The Hidden Geometry of Particle Collisions

We unify many concepts in collider physics, including infrared and collinear safety, observables, jet finding, pileup mitigation and more, using a geometric language based on the Energy Mover’s Distance. Along the way, we develop new techniques grounded in this geometry, including extensions of observables, new jet-finding algorithms, novel pileup mitigation based on Apollonius diagrams, and a concrete notion of “theory space.”

OmniFold: A Method to Simultaneously Unfold All Observables

We develop OmniFold, an ML-based unfolding technique that can incorporate full-phase-space information, works without binning, and can avoid choosing specific observables.

Cutting Multiparticle Correlators Down to Size

We show that a broad class of mathematical objects, multiparticle correlators, can be manipulated by “cutting” the vertices and edges of their graphical representation, leading to many identities, computational speedups, and surprising connections to string theory.

Exploring the Space of Jets with CMS Open Data

We explore the CMS 2011A Jet Primary Dataset using standard jet substructure observables as well as the Energy Mover’s Distance. Our reprocessed datasets and analysis code are made public to facilitate future Open Data studies.

The Machine Learning Landscape of Top Taggers

A community report on a variety of ML top taggers to which we contributed a PFN, EFN, and EFP model.

The Metric Space of Collider Events

We develop a metric, the Energy Mover’s Distance (EMD), on the space of events that, intuitively, is the amount of “work” required to rearrange one event into another. Many techniques that require a pairwise distance between objects can now be applied to collider events, including quantifying event distortion, classification based on density estimation, and studying the space of events itself.
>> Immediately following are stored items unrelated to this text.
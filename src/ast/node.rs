use std::sync::Arc;

use serde::Serialize;

use crate::{
    ast::{ApplyKind, BinaryOp, JoinKind, Literal, SetOp, UnaryOp},
    methods::MethodDescriptor,
    schema::ColumnInfo,
    types::RuntimeType,
};

/// Expression tree node. Passes never mutate nodes in place; they build new
/// ones. `ty` stays `Unset` until the semantic pass binds the node.
#[derive(Clone, PartialEq, Eq, Hash, Serialize)]
pub struct Node {
    pub kind: NodeKind,
    pub ty: RuntimeType,
}

/// Resolution result attached to a bound method call.
#[derive(Debug, Clone, PartialEq, Eq, Hash, Serialize)]
pub struct MethodBinding {
    pub descriptor: Arc<MethodDescriptor>,
    pub setter: Option<Arc<MethodDescriptor>>,
    /// Key of the accumulator state shared by an aggregate getter and its mutator
    pub identifier: Option<String>,
}

#[derive(Debug, Clone, PartialEq, Eq, Hash, Serialize)]
pub enum NodeKind {
    Literal(Literal),
    /// Unqualified name; binds to a column of a visible source
    Identifier(String),
    Column {
        alias: String,
        name: String,
        intended_type: Option<String>,
    },
    /// `root.member`; `alias.column` before binding
    Property {
        root: Box<Node>,
        member: String,
    },
    Index {
        root: Box<Node>,
        index: Box<Node>,
    },
    Method {
        alias: Option<String>,
        name: String,
        args: Vec<Node>,
        binding: Option<MethodBinding>,
    },
    Binary {
        op: BinaryOp,
        left: Box<Node>,
        right: Box<Node>,
    },
    /// Operator over an `Object` operand, dispatched at runtime
    DynamicOperator {
        op: BinaryOp,
        left: Box<Node>,
        right: Box<Node>,
    },
    Unary {
        op: UnaryOp,
        operand: Box<Node>,
    },
    Case {
        whens: Vec<(Node, Node)>,
        otherwise: Option<Box<Node>>,
    },
    InList {
        expr: Box<Node>,
        list: Vec<Node>,
        negated: bool,
    },
    IsNull {
        expr: Box<Node>,
        negated: bool,
    },
    /// `::n`, 1-based reference to a GROUP BY key
    FieldLink(usize),
    Wildcard {
        alias: Option<String>,
    },
    /// Stands in for a subtree whose analysis failed and was recorded as a diagnostic
    Placeholder,

    Field {
        expr: Box<Node>,
        name: String,
    },
    Select {
        fields: Vec<Node>,
        distinct: bool,
    },
    Where(Box<Node>),
    GroupBy {
        keys: Vec<Node>,
        having: Option<Box<Node>>,
    },
    OrderBy(Vec<Node>),
    OrderField {
        expr: Box<Node>,
        descending: bool,
    },

    SchemaFrom {
        schema: String,
        method: String,
        args: Vec<Node>,
        alias: Option<String>,
    },
    /// `APPLY source.property alias`: an enumerable column of an earlier source
    PropertyFrom {
        source: String,
        property: String,
        alias: Option<String>,
    },
    InMemoryFrom {
        table: String,
        alias: String,
    },
    Join {
        kind: JoinKind,
        left: Box<Node>,
        right: Box<Node>,
        condition: Box<Node>,
    },
    Apply {
        kind: ApplyKind,
        left: Box<Node>,
        right: Box<Node>,
    },
    JoinStep {
        kind: JoinKind,
        left: Box<Node>,
        right: Box<Node>,
        condition: Box<Node>,
    },
    ApplyStep {
        kind: ApplyKind,
        left: Box<Node>,
        right: Box<Node>,
    },

    Query {
        id: usize,
        from: Box<Node>,
        filter: Option<Box<Node>>,
        group_by: Option<Box<Node>>,
        select: Box<Node>,
        order_by: Option<Box<Node>>,
        skip: Option<Box<Node>>,
        take: Option<Box<Node>>,
    },
    SetOperator {
        op: SetOp,
        keys: Vec<String>,
        left: Box<Node>,
        right: Box<Node>,
    },

    AggregateRef {
        index: usize,
        name: String,
    },
    GroupKeyRef {
        index: usize,
        name: String,
    },
    /// Whole row of a source, carried through join steps for aliased method calls
    SourceRow {
        alias: String,
    },
    /// Row membership test: does `table` hold a row whose `columns` equal `values`
    TableContains {
        table: String,
        columns: Vec<String>,
        values: Vec<Node>,
        negated: bool,
    },
    CreateTable {
        name: String,
        columns: Vec<ColumnInfo>,
        keys: Vec<String>,
        for_grouping: bool,
    },
    InternalQuery(Box<InternalQuery>),
    Root {
        statements: Vec<Node>,
        result: String,
    },
}

/// One primitive dataflow step: read `from`, write the projection into `into`.
#[derive(Debug, Clone, PartialEq, Eq, Hash, Serialize)]
pub struct InternalQuery {
    pub into: String,
    pub from: Node,
    pub filter: Option<Node>,
    pub group_by: Vec<Node>,
    /// Aggregate mutator calls evaluated for every accepted row
    pub refresh: Vec<Node>,
    pub select: Vec<Node>,
    pub order_by: Vec<Node>,
    pub skip: Option<Node>,
    pub take: Option<Node>,
}

impl InternalQuery {
    pub fn new(into: impl Into<String>, from: Node, select: Vec<Node>) -> Self {
        Self {
            into: into.into(),
            from,
            filter: None,
            group_by: Vec::new(),
            refresh: Vec::new(),
            select,
            order_by: Vec::new(),
            skip: None,
            take: None,
        }
    }
}

impl Node {
    pub fn new(kind: NodeKind) -> Self {
        Self { kind, ty: RuntimeType::Unset }
    }

    pub fn typed(kind: NodeKind, ty: RuntimeType) -> Self {
        Self { kind, ty }
    }

    pub fn with_type(mut self, ty: RuntimeType) -> Self {
        self.ty = ty;
        self
    }

    pub fn is_aggregate(&self) -> bool {
        matches!(&self.kind, NodeKind::Method { binding: Some(b), .. } if b.setter.is_some())
    }

    pub fn is_placeholder(&self) -> bool {
        matches!(self.kind, NodeKind::Placeholder)
    }

    pub fn is_literal(&self) -> bool {
        matches!(self.kind, NodeKind::Literal(_))
    }

    /// Expression and output name of a `Field`.
    pub fn as_field(&self) -> Option<(&Node, &str)> {
        match &self.kind {
            NodeKind::Field { expr, name } => Some((expr, name)),
            _ => None,
        }
    }

    pub fn select_fields(&self) -> &[Node] {
        match &self.kind {
            NodeKind::Select { fields, .. } => fields,
            _ => &[],
        }
    }

    pub fn query_id(&self) -> Option<usize> {
        match &self.kind {
            NodeKind::Query { id, .. } => Some(*id),
            _ => None,
        }
    }

    /// Output fields of a query, or of the left-most query of a set operator.
    pub fn output_fields(&self) -> &[Node] {
        match &self.kind {
            NodeKind::Query { select, .. } => select.select_fields(),
            NodeKind::SetOperator { left, .. } => left.output_fields(),
            _ => &[],
        }
    }

    /// Alias a from-node binds, if any.
    pub fn from_alias(&self) -> Option<&str> {
        match &self.kind {
            NodeKind::SchemaFrom { alias, .. } | NodeKind::PropertyFrom { alias, .. } => alias.as_deref(),
            NodeKind::InMemoryFrom { alias, .. } => Some(alias),
            _ => None,
        }
    }

    pub fn into_box(self) -> Box<Node> {
        Box::new(self)
    }
}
Energy Flow Networks: Deep Sets for Particle Jets

We adapt and specialize the Deep Sets neural network architecture for use with collider events, since the particles in an event naturally form a variable length, unordered set of objects. Our resulting Energy Flow Networks (EFNs) and Particle Flow Networks (PFNs) are incredibly powerful and simple architectures for use in collider physics.

An operational definition of quark and gluon jets

We develop a precise, practical, hadron-level definition of quark and gluon jets based on topic modeling of two mixed samples of jets. This allows for data-driven extractions of separate quark- and gluon-jet cross sections, among other things.

Learning to classify from impure samples with high-dimensional data

We study two methods of weakly supervised training in the context of jet classification, extending them to deep neural network architectures. We find that the Classification Without Labels (CWoLa) paradigm outperforms Learning from Label Proportions (LLP).

Energy Flow Polynomials: A complete linear basis for jet substructure

We develop the Energy Flow Polynomials (EFPs), a set of IRC-safe observables that form an (over)complete basis for any IRC-safe observable. This supports the sufficiency of linear methods for tasks such as classifying different jets, and indeed we find that a linear classifier using EFPs performs surprisingly well on a variety of jet discrimination tasks.

Pileup Mitigation with Machine Learning (PUMML)

We develop the PUMML framework for mitigating the contamination from extra protons colliding at the LHC using machine learning. We demonstrate that a convolutional neural network can clean up such contamination at least as well as existing methods, with improvements in robustness across a wide variety of pileup levels.

Deep learning in color: Towards automated quark/gluon jet discrimination

We show for the first time that deep learning is quite successful at discriminating between quark and gluon jets. We use a convolutional neural network trained on jet images and observable large improvements in classification efficiency, as well as rough insensitivity to the mismodeling of quark and gluon jets by Monte Carlo simulations.